Why and array of char would have a constant value?
Aren't chars just like ints? I read that they are just numbers that are then converted to letters...


"BlaBla XXBlaBla" is a litteral constant, just as 1, 10, or every other litteral constant in C or C++. The "..." mechanism is used to make string representation simpler (because you don't want to write {'.', '.', '.'}), but that doesn't change the fact that it is a constant.

Litteral string constant are not required by the standard to be mutable, thus the compiler may put them in a read-only part of the memory (for example, an initialized segment that will be write protected). This allow the compiler to have only one copy of this string in memory, and all the string that actually refers to this constant are in fact pointing to the same memory location. It means that by modifying this location, you actually change all the other strings that use the same litteral constant.

The other people are right, but this doesn't disallow you to use this litteral constant in your code. Remember that it's type is not "char*" but "const char*" and that you should not modify it by any mean and you're quite safe.

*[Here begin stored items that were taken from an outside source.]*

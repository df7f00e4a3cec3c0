//! Composite six-factor trade score and action label.
//!
//! | Factor | Max |
//! |---|---|
//! | Pattern | `pattern_max_points` (25) |
//! | Volume/spread | 25 |
//! | Trend alignment | 20 |
//! | Support/resistance | 15 |
//! | Relative strength | 15 |
//! | Liquidity | 10 |
//!
//! Every factor is bounded on its own and the total is clamped to 0..=100.
//! The resolver never fails: missing inputs fall back to a fixed sub-score
//! and leave a note on the breakdown.

use chrono::NaiveDate;
use serde::{Deserialize, Serialize};

use crate::{
    breadth::MarketState,
    config::{EngineConfig, VsaConflictMode},
    levels::SrLevels,
    rotation::{Quadrant, RotationReport},
    select_primary,
    strength::RsRatingTable,
    table::Membership,
    volume::{Pressure, VolumeContext, VolumeLevel},
    Direction, PatternKind, PatternMatch, PatternRole, Trend,
};

pub const VSA_MAX: f64 = 25.0;
pub const TREND_MAX: f64 = 20.0;
pub const LEVELS_MAX: f64 = 15.0;
pub const RS_MAX: f64 = 15.0;
pub const LIQUIDITY_MAX: f64 = 10.0;

/// Points when a factor's input is unavailable
const RS_MISSING: f64 = 6.0;
const TREND_NO_PATTERN: f64 = 8.0;
const TREND_NEUTRAL_PATTERN: f64 = 10.0;
/// Direction weight of a chart-structure pattern
const CHART_BIAS: i32 = 4;
/// Candle tier that can reverse a trend on its own
const CONFIRMED_REVERSAL_TIER: u8 = 5;
/// Rating-delta lag used by [`ScoringContext::lookup`]
pub const RS_DELTA_LAG: usize = 5;

// ============================================================
// LABELS
// ============================================================

#[derive(Debug, Clone, Copy, PartialEq, Eq, Hash, Serialize, Deserialize)]
#[serde(rename_all = "SCREAMING_SNAKE_CASE")]
pub enum SignalDirection {
    Buy,
    Sell,
    /// Bullish trend, bearish short-term read that does not overturn it
    Pullback,
    /// Bearish trend, bullish short-term read that does not overturn it
    Bounce,
}

impl SignalDirection {
    /// Side a trade in this direction would take.
    #[inline]
    pub fn is_long(self) -> bool {
        matches!(self, SignalDirection::Buy | SignalDirection::Pullback)
    }
}

#[derive(Debug, Clone, Copy, PartialEq, Eq, Hash, Serialize, Deserialize)]
#[serde(rename_all = "SCREAMING_SNAKE_CASE")]
pub enum Action {
    Buy,
    Sell,
    Wait,
}

#[derive(Debug, Clone, Copy, PartialEq, Eq, PartialOrd, Ord, Hash, Serialize, Deserialize)]
#[serde(rename_all = "SCREAMING_SNAKE_CASE")]
pub enum QualityTier {
    Avoid,
    Weak,
    Moderate,
    Good,
    Excellent,
}

impl QualityTier {
    pub fn from_score(total: f64) -> Self {
        if total >= 80.0 {
            QualityTier::Excellent
        } else if total >= 60.0 {
            QualityTier::Good
        } else if total >= 40.0 {
            QualityTier::Moderate
        } else if total >= 20.0 {
            QualityTier::Weak
        } else {
            QualityTier::Avoid
        }
    }
}

// ============================================================
// INPUTS
// ============================================================

/// Rotation read of the instrument's group
#[derive(Debug, Clone, PartialEq, Serialize, Deserialize)]
pub struct SectorContext {
    pub group: String,
    pub quadrant: Quadrant,
    /// 1-based rank by smoothed RS ratio on the date
    pub rank: Option<usize>,
    /// Groups ranked on the date
    pub group_count: usize,
}

/// Cross-sectional and market-level context for one (instrument, date)
#[derive(Debug, Clone, Default, PartialEq, Serialize, Deserialize)]
pub struct ScoringContext {
    pub rs_rating: Option<u8>,
    /// Rating change over the last five sessions
    pub rs_rating_delta: Option<i32>,
    pub sector: Option<SectorContext>,
    pub market_exposure_pct: Option<u8>,
}

impl ScoringContext {
    /// Gather the context for `symbol` on `date` from the market-level outputs
    /// that are available.
    pub fn lookup(
        symbol: &str,
        date: NaiveDate,
        ratings: Option<&RsRatingTable>,
        sectors: Option<(&Membership, &RotationReport)>,
        market: Option<&MarketState>,
    ) -> Self {
        let sector = sectors.and_then(|(membership, report)| {
            let group = membership.group_of(symbol)?;
            let point = report.point(group, date)?;
            let ranked = report.ranked_on(date);
            let rank = ranked
                .iter()
                .position(|p| p.entity == group)
                .map(|i| i + 1);
            Some(SectorContext {
                group: group.to_string(),
                quadrant: point.quadrant,
                rank,
                group_count: ranked.len(),
            })
        });

        Self {
            rs_rating: ratings.and_then(|t| t.rating(symbol, date)),
            rs_rating_delta: ratings.and_then(|t| t.rating_delta(symbol, date, RS_DELTA_LAG)),
            sector,
            market_exposure_pct: market.map(|m| m.exposure_pct),
        }
    }
}

/// Per-instrument leaf outputs on the scored bar
#[derive(Debug, Clone, Default, PartialEq)]
pub struct FactorInputs {
    /// Strongest candle-shape pattern
    pub candle: Option<PatternMatch>,
    /// Strongest chart-structure pattern
    pub chart: Option<PatternMatch>,
    pub trend: Trend,
    pub volume: Option<VolumeContext>,
    /// `None` when the levels are invalid or not computable
    pub levels: Option<SrLevels>,
    /// Average traded value over the liquidity window
    pub avg_traded_value: Option<f64>,
}

impl FactorInputs {
    /// Pattern that represents the bar.
    pub fn primary(&self) -> Option<PatternMatch> {
        select_primary(self.candle.iter().chain(self.chart.iter()))
    }
}

// ============================================================
// OUTPUT
// ============================================================

#[derive(Debug, Clone, PartialEq, Serialize, Deserialize)]
pub struct ScoreBreakdown {
    pub symbol: String,
    pub date: Option<NaiveDate>,
    pub pattern: Option<PatternKind>,
    pub pattern_score: f64,
    pub volume_score: f64,
    /// Volume/spread sum before clamping; may be negative
    pub vsa_raw: f64,
    pub trend_score: f64,
    pub levels_score: f64,
    pub rs_score: f64,
    pub liquidity_score: f64,
    pub total_score: f64,
    pub quality: QualityTier,
    pub direction: Option<SignalDirection>,
    /// Net directional read; positive is bullish
    pub net_bias: i32,
    pub action: Action,
    pub computed: bool,
    pub notes: Vec<String>,
}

Actually, no, you are not that safe. As pointed out by both our lovely Zahlman and our dedicated Enigma, in C++ you should use std::string and its methods, not char* strings and a bunch of unsecure and obsolete C functions.

I repeat it and underline it: use std::string.

@Zahlman: why not changing your sig to state: As a general rule, if you post in any forum and your C++ code contains the word 'char', you have a bug. std::string roxors teh big one one one one.

(There is a missing C++ by the way. C doesn't have std::string [smile])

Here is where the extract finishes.